**About this exercise**
Where does the word "matches" occur in the material? Copy each line that has it.

**Given entries**
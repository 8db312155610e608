use axum::{http::StatusCode, response::IntoResponse};

use crate::APP_USER_AGENT;

// Undocumented banner route; probes and humans hitting "/" get the app id.
pub async fn root() -> impl IntoResponse {
    (StatusCode::OK, APP_USER_AGENT)
}
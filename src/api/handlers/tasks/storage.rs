//! Task persistence.
//!
//! List and insert are always owner-scoped. Update and delete operate on the
//! task id alone; the caller owns the authorization decision.

use sqlx::{postgres::PgRow, PgPool, Row};
use tracing::{info_span, Instrument};
use uuid::Uuid;

use super::types::{Task, UpdateTaskRequest};

const TASK_COLUMNS: &str = r#"
    id::text AS id,
    title,
    description,
    is_complete,
    user_id::text AS user_id,
    to_char(created_at AT TIME ZONE 'utc', 'YYYY-MM-DD"T"HH24:MI:SS"Z"') AS created_at,
    to_char(updated_at AT TIME ZONE 'utc', 'YYYY-MM-DD"T"HH24:MI:SS"Z"') AS updated_at
"#;

fn task_from_row(row: &PgRow) -> Task {
    Task {
        id: row.get("id"),
        title: row.get("title"),
        description: row.get("description"),
        is_complete: row.get("is_complete"),
        user_id: row.get("user_id"),
        created_at: row.get("created_at"),
        updated_at: row.get("updated_at"),
    }
}

/// All tasks owned by `owner_id`, in insertion order.
pub(super) async fn fetch_tasks(pool: &PgPool, owner_id: Uuid) -> Result<Vec<Task>, sqlx::Error> {
    let query = format!(
        "SELECT {TASK_COLUMNS} FROM tasks WHERE user_id = $1 ORDER BY created_at, id"
    );
    let span = info_span!(
        "db.query",
        db.system = "postgresql",
        db.operation = "SELECT",
        db.statement = query.as_str()
    );
    let rows = sqlx::query(&query)
        .bind(owner_id)
        .fetch_all(pool)
        .instrument(span)
        .await?;

    Ok(rows.iter().map(task_from_row).collect())
}

pub(super) async fn insert_task(
    pool: &PgPool,
    owner_id: Uuid,
    title: &str,
    description: Option<&str>,
) -> Result<Task, sqlx::Error> {
    let query = format!(
        "INSERT INTO tasks (title, description, user_id) VALUES ($1, $2, $3) RETURNING {TASK_COLUMNS}"
    );
    let span = info_span!(
        "db.query",
        db.system = "postgresql",
        db.operation = "INSERT",
        db.statement = query.as_str()
    );
    let row = sqlx::query(&query)
        .bind(title)
        .bind(description)
        .bind(owner_id)
        .fetch_one(pool)
        .instrument(span)
        .await?;

    Ok(task_from_row(&row))
}

/// Partial update by id. Returns `None` when no row matches.
pub(super) async fn update_task(
    pool: &PgPool,
    task_id: Uuid,
    patch: &UpdateTaskRequest,
) -> Result<Option<Task>, sqlx::Error> {
    let query = format!(
        r"UPDATE tasks SET
            title = COALESCE($1, title),
            description = COALESCE($2, description),
            is_complete = COALESCE($3, is_complete),
            updated_at = NOW()
        WHERE id = $4
        RETURNING {TASK_COLUMNS}"
    );
    let span = info_span!(
        "db.query",
        db.system = "postgresql",
        db.operation = "UPDATE",
        db.statement = query.as_str()
    );
    let row = sqlx::query(&query)
        .bind(patch.title.as_deref())
        .bind(patch.description.as_deref())
        .bind(patch.is_complete)
        .bind(task_id)
        .fetch_optional(pool)
        .instrument(span)
        .await?;

    Ok(row.as_ref().map(task_from_row))
}

/// Delete by id, returning the removed row. `None` when no row matches.
pub(super) async fn delete_task(
    pool: &PgPool,
    task_id: Uuid,
) -> Result<Option<Task>, sqlx::Error> {
    let query = format!("DELETE FROM tasks WHERE id = $1 RETURNING {TASK_COLUMNS}");
    let span = info_span!(
        "db.query",
        db.system = "postgresql",
        db.operation = "DELETE",
        db.statement = query.as_str()
    );
    let row = sqlx::query(&query)
        .bind(task_id)
        .fetch_optional(pool)
        .instrument(span)
        .await?;

    Ok(row.as_ref().map(task_from_row))
}

#[cfg(test)]
mod tests {
    use super::*;
    use sqlx::postgres::{PgConnectOptions, PgPoolOptions, PgSslMode};
    use std::time::Duration;

    fn unreachable_pool() -> PgPool {
        let options = PgConnectOptions::new()
            .host("127.0.0.1")
            .port(1)
            .username("invalid")
            .database("invalid")
            .ssl_mode(PgSslMode::Disable);
        PgPoolOptions::new()
            .acquire_timeout(Duration::from_millis(200))
            .connect_lazy_with(options)
    }

    #[tokio::test]
    async fn fetch_tasks_surfaces_db_failure() {
        let pool = unreachable_pool();
        assert!(fetch_tasks(&pool, Uuid::new_v4()).await.is_err());
    }

    #[tokio::test]
    async fn insert_task_surfaces_db_failure() {
        let pool = unreachable_pool();
        assert!(insert_task(&pool, Uuid::new_v4(), "Buy milk", None)
            .await
            .is_err());
    }

    #[tokio::test]
    async fn update_task_surfaces_db_failure() {
        let pool = unreachable_pool();
        let patch = UpdateTaskRequest {
            is_complete: Some(true),
            ..UpdateTaskRequest::default()
        };
        assert!(update_task(&pool, Uuid::new_v4(), &patch).await.is_err());
    }

    #[tokio::test]
    async fn delete_task_surfaces_db_failure() {
        let pool = unreachable_pool();
        assert!(delete_task(&pool, Uuid::new_v4()).await.is_err());
    }
}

**Expected answer**
/// Partial update by id. Returns `None` when no row matches.
/// Delete by id, returning the removed row. `None` when no row matches.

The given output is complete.